La libertà chiama in gioco la nostra responsabilità, verso le altre persone.(L. Ciotti)

domenica 2 febbraio 2020

Terza domenica del tempo ordinario: Presentazione di Gesù al tempio. Don Pietro


Il Vangelo ci presenta una scena di ordinaria vita familiare: una famiglia mentre va al tempio. Una famiglia dunque che non ha solo preoccupazioni materiali ma coltiva per tutti i suoi membri anche la vita spirituale. Da notare che vanno insieme al tempio. Questo perché come si vive insieme tanti momenti della propria vita, così anche come soggetto, come famiglia bisognerebbe almeno qualche volta pregare insieme e  andare al Tempio insieme.

Perché questa famiglia va al tempio? Va a al Tempio per compiere un atto di fede: riconoscere cioè che la vita e l'amore che unisce le persone di famiglia vengono da Dio che è la roccia su cui costruire la propria casa familiare. Va al tempio anche per ringraziare Iddio che ha riposto nei genitori la sua fiducia donando loro un figlio. Va al tempio per capire qual è la vocazione del figlio, cosa Dio vuole da quel bambino. Infine va al tempio per offrire quel figlio a Dio, a compiere cioè un atto sacerdotale.
Questa famiglia al tempio incontra altri credenti. Passa cioè dalla famiglia di sangue ad un'altra parentela quella fondata nella parola di Dio.
In ogni incontro vissuto con fede c’è per  sempre una sorpresa e un messaggio di Dio e questo vale soprattutto quando incontriamo i poveri, gli anziani, i sapienti. 

Due anziani,Anna e Simeone:
Incarnano la storia di una attesa di Dio che non va delusa.

Simeone: fa parte dei poveri del Signore, gli Anawim, è uomo giusto e timorato di Dio. E’ il Theotokos, cioè il portatore di Dio. È uomo dell'attesa: attende il conforto di Dio ed è certo della fedeltà di Dio. È un anziano, ma ha un cuore giovane, perché lo Spirito lo rende vivo, aperto al futuro.

Il suo inno, noto come il Nuc dimittis, (Ora lascia, Signore, che il tuo servo vada in pace, perché i miei occhi hanno visto la tua salvezza…), sarebbe bello se ognuno potesse esclamarlo nell’imminenza  della fine della propria vita. Questo cantico contiene la certezza che la salvezza di Dio è universale, senza escludere nessuno. Cristo sarà per sempre e per tutti salvezza ma anche giudizio per chi coscientemente rifiuta di accoglierlo.
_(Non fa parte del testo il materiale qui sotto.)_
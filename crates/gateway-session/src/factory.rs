//! Builds session helpers from gateway connection settings.

use std::{fmt, sync::Arc, time::Duration};

use gateway_session_core::{Context, Identity, ProxyString, RuntimeConfig, RuntimeFactory};
use serde::{Deserialize, Serialize};

use crate::{
    Credentials, ProcessShutdown, SessionCallback, SessionError, SessionHelper, ShutdownHooks,
};

/// Transport used to reach the gateway.
#[derive(Debug, Clone, Copy, PartialEq, Eq, Hash, Default, Serialize, Deserialize)]
#[serde(rename_all = "lowercase")]
pub enum Protocol {
    #[default]
    Tcp,
    Ssl,
    Ws,
    Wss,
}

impl Protocol {
    #[must_use]
    pub const fn as_str(self) -> &'static str {
        match self {
            Self::Tcp => "tcp",
            Self::Ssl => "ssl",
            Self::Ws => "ws",
            Self::Wss => "wss",
        }
    }

    #[must_use]
    pub const fn is_secure(self) -> bool {
        matches!(self, Self::Ssl | Self::Wss)
    }

    /// Well-known gateway port for this transport.
    #[must_use]
    pub const fn default_port(self) -> u16 {
        if self.is_secure() { 4064 } else { 4063 }
    }
}

impl fmt::Display for Protocol {
    fn fmt(&self, f: &mut fmt::Formatter<'_>) -> fmt::Result {
        f.write_str(self.as_str())
    }
}

/// Where and how to reach the gateway.
#[derive(Debug, Clone, PartialEq, Eq, Serialize, Deserialize)]
#[serde(default)]
pub struct GatewayConfig {
    pub router_host: String,
    /// Gateway port; the protocol's well-known port when unset or zero.
    pub port: Option<u16>,
    pub protocol: Protocol,
    /// Connection timeout in milliseconds.
    pub timeout_ms: Option<u64>,
    /// Router identity to use directly instead of querying the router
    /// finder.
    pub router_identity: Option<Identity>,
    /// Request context sent with the create-session call.
    pub context: Context,
    /// Create an object adapter for callback objects.
    pub use_callbacks: bool,
}

impl Default for GatewayConfig {
    fn default() -> Self {
        Self {
            router_host: "localhost".to_string(),
            port: None,
            protocol: Protocol::Tcp,
            timeout_ms: Some(10_000),
            router_identity: None,
            context: Context::new(),
            use_callbacks: false,
        }
    }
}

impl GatewayConfig {
    /// Parse a JSON configuration. Missing fields take their defaults.
    ///
    /// # Errors
    /// Returns error if the JSON is malformed.
    pub fn from_json(json: &str) -> Result<Self, serde_json::Error> {
        serde_json::from_str(json)
    }

    /// Effective gateway port.
    #[must_use]
    pub fn port(&self) -> u16 {
        self.port
            .filter(|p| *p != 0)
            .unwrap_or_else(|| self.protocol.default_port())
    }

    /// Stringified proxy for `identity` at the configured gateway endpoint.
    #[must_use]
    pub fn proxy_str(&self, identity: Identity) -> String {
        let host = &self.router_host;
        ProxyString::new(identity, self.protocol.as_str(), host, self.port())
            .with_timeout(self.timeout_ms)
            .to_string()
    }

    /// Stringified proxy of the gateway's router finder.
    #[must_use]
    pub fn finder_str(&self) -> String {
        self.proxy_str(Identity::router_finder())
    }
}

/// Creates [`SessionHelper`]s that share one gateway configuration.
pub struct SessionFactoryHelper {
    factory: Arc<dyn RuntimeFactory>,
    callback: Arc<dyn SessionCallback>,
    runtime_config: RuntimeConfig,
    gateway: GatewayConfig,
    hooks: Arc<dyn ShutdownHooks>,
}

impl SessionFactoryHelper {
    #[must_use]
    pub fn new(factory: Arc<dyn RuntimeFactory>, callback: Arc<dyn SessionCallback>) -> Self {
        Self {
            factory,
            callback,
            runtime_config: RuntimeConfig::new(),
            gateway: GatewayConfig::default(),
            hooks: ProcessShutdown::global(),
        }
    }

    #[must_use]
    pub fn with_gateway_config(mut self, gateway: GatewayConfig) -> Self {
        self.gateway = gateway;
        self
    }

    /// Base runtime configuration; gateway settings are layered on top.
    #[must_use]
    pub fn with_runtime_config(mut self, config: RuntimeConfig) -> Self {
        self.runtime_config = config;
        self
    }

    #[must_use]
    pub fn router_host(mut self, host: impl Into<String>) -> Self {
        self.gateway.router_host = host.into();
        self
    }

    #[must_use]
    pub const fn port(mut self, port: u16) -> Self {
        self.gateway.port = Some(port);
        self
    }

    #[must_use]
    pub const fn protocol(mut self, protocol: Protocol) -> Self {
        self.gateway.protocol = protocol;
        self
    }

    /// Shorthand for `ssl` or `tcp`.
    #[must_use]
    pub const fn secure(self, secure: bool) -> Self {
        let protocol = if secure { Protocol::Ssl } else { Protocol::Tcp };
        self.protocol(protocol)
    }

    #[must_use]
    pub fn timeout(mut self, timeout: Option<Duration>) -> Self {
        self.gateway.timeout_ms = timeout.map(|t| u64::try_from(t.as_millis()).unwrap_or(u64::MAX));
        self
    }

    #[must_use]
    pub fn router_identity(mut self, identity: Identity) -> Self {
        self.gateway.router_identity = Some(identity);
        self
    }

    #[must_use]
    pub fn connect_context(mut self, context: Context) -> Self {
        self.gateway.context = context;
        self
    }

    #[must_use]
    pub const fn use_callbacks(mut self, use_callbacks: bool) -> Self {
        self.gateway.use_callbacks = use_callbacks;
        self
    }

    #[must_use]
    pub fn shutdown_hooks(mut self, hooks: Arc<dyn ShutdownHooks>) -> Self {
        self.hooks = hooks;
        self
    }

    #[must_use]
    pub const fn gateway_config(&self) -> &GatewayConfig {
        &self.gateway
    }

    #[must_use]
    pub fn finder_str(&self) -> String {
        self.gateway.finder_str()
    }

    /// Runtime configuration handed to each new helper.
    ///
    /// Properties already present in the base configuration win.
    #[must_use]
    pub fn runtime_config(&self) -> RuntimeConfig {
        let mut config = self.runtime_config.clone();
        if config.property(RuntimeConfig::DEFAULT_ROUTER).is_none() {
            if let Some(identity) = &self.gateway.router_identity {
                config.set_property(
                    RuntimeConfig::DEFAULT_ROUTER,
                    self.gateway.proxy_str(identity.clone()),
                );
            }
        }
        // A retried create-session could create a second session.
        if config.property(RuntimeConfig::RETRY_INTERVALS).is_none() {
            config.set_property(RuntimeConfig::RETRY_INTERVALS, "-1");
        }
        config
    }

    /// Connect using the identity established by the secure transport.
    ///
    /// # Errors
    /// See [`connect_with`](Self::connect_with).
    pub fn connect(&self) -> Result<Arc<SessionHelper>, SessionError> {
        self.connect_with(Credentials::SecureConnection)
    }

    /// Connect with user name and password.
    ///
    /// # Errors
    /// See [`connect_with`](Self::connect_with).
    pub fn connect_with_password(
        &self,
        username: &str,
        password: &str,
    ) -> Result<Arc<SessionHelper>, SessionError> {
        self.connect_with(Credentials::password(username, password))
    }

    /// Create a helper and start connecting it.
    ///
    /// # Errors
    /// Only fails if the new helper refuses to connect, which does not
    /// happen for a fresh helper. Connect failures go to the callback.
    pub fn connect_with(
        &self,
        credentials: Credentials,
    ) -> Result<Arc<SessionHelper>, SessionError> {
        let helper = SessionHelper::with_shutdown_hooks(
            Arc::clone(&self.factory),
            Arc::clone(&self.callback),
            self.runtime_config(),
            self.finder_str(),
            self.gateway.use_callbacks,
            Arc::clone(&self.hooks),
        );
        helper.connect_with(credentials, self.gateway.context.clone())?;
        Ok(helper)
    }
}

impl fmt::Debug for SessionFactoryHelper {
    fn fmt(&self, f: &mut fmt::Formatter<'_>) -> fmt::Result {
        f.debug_struct("SessionFactoryHelper")
            .field("gateway", &self.gateway)
            .field("runtime_config", &self.runtime_config)
            .finish_non_exhaustive()
    }
}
Poi c'è Anna, la profetessa, cioè una donna attenta ai segni di Dio nella storia che capisce che un segno di Dio è quel bambino, è Gesù. Il suo nome Anna significa dono di Dio, suo padre Fanuel significa Volto del Signore, la sua tribù Aser significa Gioia: un nome, dunque, ricchissimo di significato. Anna è il ritratto di una vecchiaia felice e benedetta da Dio. Questa donna è modello di una senilità gioiosa e operosa. È vedova ma è anche una catechista perché parla di Gesù a tutti come dovrebbe fare ogni annunciatore del Vangelo.
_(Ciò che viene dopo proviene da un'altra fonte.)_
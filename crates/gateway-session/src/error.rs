//! Session helper errors.

use gateway_session_core::RpcError;
use thiserror::Error;

use crate::Phase;

/// Error raised by session helper accessors, or delivered to
/// [`SessionCallback::connect_failed`](crate::SessionCallback::connect_failed).
#[derive(Debug, Clone, PartialEq, Eq, Error)]
pub enum SessionError {
    #[error("No session exists")]
    NoSession,
    #[error("Object adapter not available, enable callbacks when creating the session helper")]
    CallbacksDisabled,
    #[error("Connect requires an idle session helper, current phase is {0}")]
    NotIdle(Phase),
    #[error(transparent)]
    Dispatch(#[from] DispatchError),
    #[error(transparent)]
    Rpc(#[from] RpcError),
}

/// Failure to run a notification through the application's dispatcher.
#[derive(Debug, Clone, PartialEq, Eq, Error)]
pub enum DispatchError {
    #[error("Dispatcher dropped the notification before running it")]
    Dropped,
}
Anche noi siamo presenti in questa festa e in questa celebrazione. In sintesi:
dobbiamo sentirci come Maria e Giuseppe, affidatari della vita altrui. Dobbiamo amare con un amore tenero come quello di Maria e con un amore forte come quello di Giuseppe. Madre e Padre incarnano nella famiglia due ministeri: il padre il ministero della Giustizia, la mamma il ministero della Grazia. Come Maria e  Giuseppe anche noi dobbiamo offrire a Dio le vite a noi affidate ed il nostro lavoro educativo. Poi dobbiamo metterci a disposizione del piano di Dio: che ci chiede di offrire e di  soffrire se necessario.

-       Come Simeone Anna dobbiamo vivere nell'attesa di incontrare Gesù, unico Salvatore, vero Tempio per incontrare Dio, vero ed efficace Purificatore.
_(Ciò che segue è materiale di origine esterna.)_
impl MemoryCommunicator {
    fn new(
        gateway: MemoryGateway,
        config: &RuntimeConfig,
        settings: &GatewaySettings,
    ) -> Result<Arc<Self>, RpcError> {
        let static_router = config
            .property(RuntimeConfig::DEFAULT_ROUTER)
            .map(str::parse::<ProxyString>)
            .transpose()?;

        let id = gateway.inner.runtimes_created.fetch_add(1, Ordering::SeqCst) + 1;
        gateway.inner.live_runtimes.fetch_add(1, Ordering::SeqCst);
        let connection = Arc::new(MemoryConnection::new(format!(
            "memory gateway connection #{id}"
        )));
        lock(&gateway.inner.connections).push(Arc::downgrade(&connection));
        let category = settings
            .category
            .clone()
            .unwrap_or_else(|| format!("client-{}", Uuid::new_v4().simple()));
        let (destroyed, _) = watch::channel(false);
        let (torn_down, _) = watch::channel(false);
        tracing::debug!(id, "Memory runtime initialized");

        Ok(Arc::new_cyclic(|this: &Weak<Self>| {
            let default_router =
                static_router.map(|proxy| MemoryRouter::new(Weak::clone(this), proxy.identity));
            Self {
                gateway,
                this: Weak::clone(this),
                destroyed,
                torn_down,
                connection,
                default_router: Mutex::new(default_router),
                adapters: Mutex::default(),
                session: Mutex::default(),
                category,
            }
        }))
    }

    #[must_use]
    pub fn connection(&self) -> Arc<MemoryConnection> {
        Arc::clone(&self.connection)
    }

    /// One simulated round trip: wait out the latency, then run `op`.
    async fn invoke<T>(
        &self,
        op: impl FnOnce(&Self) -> Result<T, RpcError> + Send,
    ) -> Result<T, RpcError> {
        let latency = self.gateway.settings().latency;
        let mut destroyed = self.destroyed.subscribe();
        tokio::select! {
            () = wait_until_destroyed(&mut destroyed) => {
                return Err(RpcError::CommunicatorDestroyed);
            }
            () = delay(latency) => {}
        }
        if self.is_destroyed() {
            return Err(RpcError::CommunicatorDestroyed);
        }
        if self.connection.is_closed() {
            return Err(RpcError::ConnectionLost);
        }
        op(self)
    }

    fn check_router(&self, identity: &Identity) -> Result<(), RpcError> {
        if *identity == self.gateway.settings().router_identity {
            Ok(())
        } else {
            Err(RpcError::ObjectNotExist(identity.clone()))
        }
    }

    fn open_session(
        &self,
        password: Option<(&str, &str)>,
        context: &Context,
    ) -> Result<Arc<dyn SessionPrx>, RpcError> {
        let settings = self.gateway.settings();
        match password {
            Some((username, password)) => match settings.accounts.get(username) {
                Some(expected) if expected == password => {}
                Some(_) => return Err(RpcError::PermissionDenied("invalid password".into())),
                None => {
                    return Err(RpcError::PermissionDenied(format!(
                        "unknown user `{username}`"
                    )));
                }
            },
            None if !settings.secure_clients => {
                return Err(RpcError::PermissionDenied(
                    "client certificate not accepted".into(),
                ));
            }
            None => {}
        }
        if let Some(reason) = settings.session_rejection {
            return Err(RpcError::CannotCreateSession(reason));
        }

        let identity = Identity::new(Uuid::new_v4().to_string(), "session");
        {
            let mut session = lock(&self.session);
            if session.is_some() {
                return Err(RpcError::CannotCreateSession(
                    "session already exists for this connection".into(),
                ));
            }
            *session = Some(identity.clone());
        }
        self.gateway.inner.sessions_created.fetch_add(1, Ordering::SeqCst);
        *lock(&self.gateway.inner.last_context) = Some(context.clone());
        Ok(Arc::new(MemorySession { identity }))
    }

    fn close_session(&self) -> Result<(), RpcError> {
        if let Some(error) = self.gateway.settings().destroy_session_error {
            return Err(error);
        }
        lock(&self.session)
            .take()
            .map(|_| self.gateway.session_ended())
            .ok_or(RpcError::SessionNotExist)
    }
}

#[async_trait]
impl Communicator for MemoryCommunicator {
    fn router_finder(&self, proxy: &str) -> Result<Arc<dyn RouterFinderPrx>, RpcError> {
        if self.is_destroyed() {
            return Err(RpcError::CommunicatorDestroyed);
        }
        let proxy: ProxyString = proxy.parse()?;
        Ok(Arc::new(MemoryRouterFinder {
            communicator: Weak::clone(&self.this),
            identity: proxy.identity,
        }))
    }

    fn default_router(&self) -> Option<Arc<dyn RouterPrx>> {
        lock(&self.default_router).clone()
    }

    fn set_default_router(&self, router: Arc<dyn RouterPrx>) {
        *lock(&self.default_router) = Some(router);
    }

    async fn create_object_adapter_with_router(
        &self,
        name: &str,
        router: Arc<dyn RouterPrx>,
    ) -> Result<Arc<dyn ObjectAdapter>, RpcError> {
        let name = if name.is_empty() {
            Uuid::new_v4().to_string()
        } else {
            name.to_string()
        };
        self.invoke(|c| {
            c.check_router(&router.identity())?;
            let adapter = Arc::new(MemoryObjectAdapter::new(name, router.identity()));
            lock(&c.adapters).push(Arc::clone(&adapter));
            Ok(adapter as Arc<dyn ObjectAdapter>)
        })
        .await
    }

    async fn destroy(&self) {
        if self.destroyed.send_replace(true) {
            let mut torn_down = self.torn_down.subscribe();
            let _ = torn_down.wait_for(|done| *done).await;
            return;
        }
        // In-flight invocations fail before the connection closes.
        tokio::task::yield_now().await;

        let adapters: Vec<_> = lock(&self.adapters).drain(..).collect();
        for adapter in adapters {
            adapter.destroy();
        }
        *lock(&self.default_router) = None;
        // The gateway ends the session when its connection goes away.
        if lock(&self.session).take().is_some() {
            self.gateway.session_ended();
        }
        self.connection.close();
        self.gateway.inner.live_runtimes.fetch_sub(1, Ordering::SeqCst);
        self.torn_down.send_replace(true);
        tracing::debug!(connection = %self.connection.description, "Memory runtime destroyed");
    }

    fn is_destroyed(&self) -> bool {
        *self.destroyed.borrow()
    }
}

struct MemoryRouterFinder {
    communicator: Weak<MemoryCommunicator>,
    identity: Identity,
}

#[async_trait]
impl RouterFinderPrx for MemoryRouterFinder {
    async fn get_router(&self) -> Result<Arc<dyn RouterPrx>, RpcError> {
        let communicator = self
            .communicator
            .upgrade()
            .ok_or(RpcError::CommunicatorDestroyed)?;
        communicator
            .invoke(|c| {
                let settings = c.gateway.settings();
                if !settings.finder_available || self.identity != Identity::router_finder() {
                    return Err(RpcError::ObjectNotExist(self.identity.clone()));
                }
                Ok(MemoryRouter::new(
                    Weak::clone(&self.communicator),
                    settings.router_identity,
                ))
            })
            .await
    }

    fn router_with_identity(&self, identity: Identity) -> Arc<dyn RouterPrx> {
        MemoryRouter::new(Weak::clone(&self.communicator), identity)
    }
}

struct MemoryRouter {
    communicator: Weak<MemoryCommunicator>,
    identity: Identity,
}

impl MemoryRouter {
    fn new(communicator: Weak<MemoryCommunicator>, identity: Identity) -> Arc<dyn RouterPrx> {
        Arc::new(Self {
            communicator,
            identity,
        })
    }

    async fn invoke<T>(
        &self,
        op: impl FnOnce(&MemoryCommunicator) -> Result<T, RpcError> + Send,
    ) -> Result<T, RpcError> {
        let communicator = self
            .communicator
            .upgrade()
            .ok_or(RpcError::CommunicatorDestroyed)?;
        communicator
            .invoke(|c| {
                c.check_router(&self.identity)?;
                op(c)
            })
            .await
    }
}

#[async_trait]
impl RouterPrx for MemoryRouter {
    fn identity(&self) -> Identity {
        self.identity.clone()
    }

    fn cached_connection(&self) -> Option<Arc<dyn Connection>> {
        let communicator = self.communicator.upgrade()?;
        if communicator.is_destroyed() {
            return None;
        }
        Some(communicator.connection() as Arc<dyn Connection>)
    }

    async fn create_session(
        &self,
        username: &str,
        password: &str,
        context: &Context,
    ) -> Result<Arc<dyn SessionPrx>, RpcError> {
        self.invoke(|c| c.open_session(Some((username, password)), context))
            .await
    }

    async fn create_session_from_secure_connection(
        &self,
        context: &Context,
    ) -> Result<Arc<dyn SessionPrx>, RpcError> {
        self.invoke(|c| c.open_session(None, context)).await
    }

    async fn destroy_session(&self) -> Result<(), RpcError> {
        self.invoke(MemoryCommunicator::close_session).await
    }

    async fn category_for_client(&self) -> Result<String, RpcError> {
        self.invoke(|c| Ok(c.category.clone())).await
    }

    async fn session_timeout(&self) -> Result<i64, RpcError> {
        self.invoke(|c| Ok(c.gateway.settings().session_timeout))
            .await
    }

    async fn keep_alive_timeout(&self) -> Result<i32, RpcError> {
        self.invoke(|c| {
            let settings = c.gateway.settings();
            if let Some(hook) = &settings.keep_alive_hook {
                hook();
            }
            settings
                .keep_alive_timeout
                .ok_or_else(|| RpcError::OperationNotExist("getKeepAliveTimeout".into()))
        })
        .await
    }
}

struct MemorySession {
    identity: Identity,
}

impl SessionPrx for MemorySession {
    fn identity(&self) -> Identity {
        self.identity.clone()
    }
}

/// Client side of a simulated gateway connection.
pub struct MemoryConnection {
    description: String,
    keep_alive: Mutex<Option<KeepAlive>>,
    close_callback: Mutex<Option<CloseCallback>>,
    closed: AtomicBool,
}

impl MemoryConnection {
    fn new(description: String) -> Self {
        Self {
            description,
            keep_alive: Mutex::new(None),
            close_callback: Mutex::new(None),
            closed: AtomicBool::new(false),
        }
    }

    /// Keep-alive settings applied by the client.
    #[must_use]
    pub fn keep_alive(&self) -> Option<KeepAlive> {
        *lock(&self.keep_alive)
    }

    #[must_use]
    pub fn has_close_callback(&self) -> bool {
        lock(&self.close_callback).is_some()
    }

    #[must_use]
    pub fn is_closed(&self) -> bool {
        self.closed.load(Ordering::SeqCst)
    }

    /// Close the connection, running the close callback once.
    pub fn close(&self) {
        if self.closed.swap(true, Ordering::SeqCst) {
            return;
        }
        let callback = lock(&self.close_callback).take();
        if let Some(callback) = callback {
            callback();
        }
    }
}

impl Connection for MemoryConnection {
    fn description(&self) -> String {
        self.description.clone()
    }

    fn set_keep_alive(&self, keep_alive: KeepAlive) {
        *lock(&self.keep_alive) = Some(keep_alive);
    }

    /// Runs `callback` right away if the connection is already closed.
    fn set_close_callback(&self, callback: CloseCallback) {
        let mut slot = lock(&self.close_callback);
        if self.is_closed() {
            drop(slot);
            callback();
        } else {
            *slot = Some(callback);
        }
    }
}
In questo giorno si benedicono anche delle candeline come simbolo di Gesù luce. Guardiamo a questo oggetto a  questa candelina, non come a qualcosa di magico, di superstizioso. Questa candela sia un segno e un ricordo. Il segno di qualcuno che si consuma per me. E questa candela deve essere anche il modello della nostra vita: come la candela anche io  debbo consumarmi per far luce agli altri.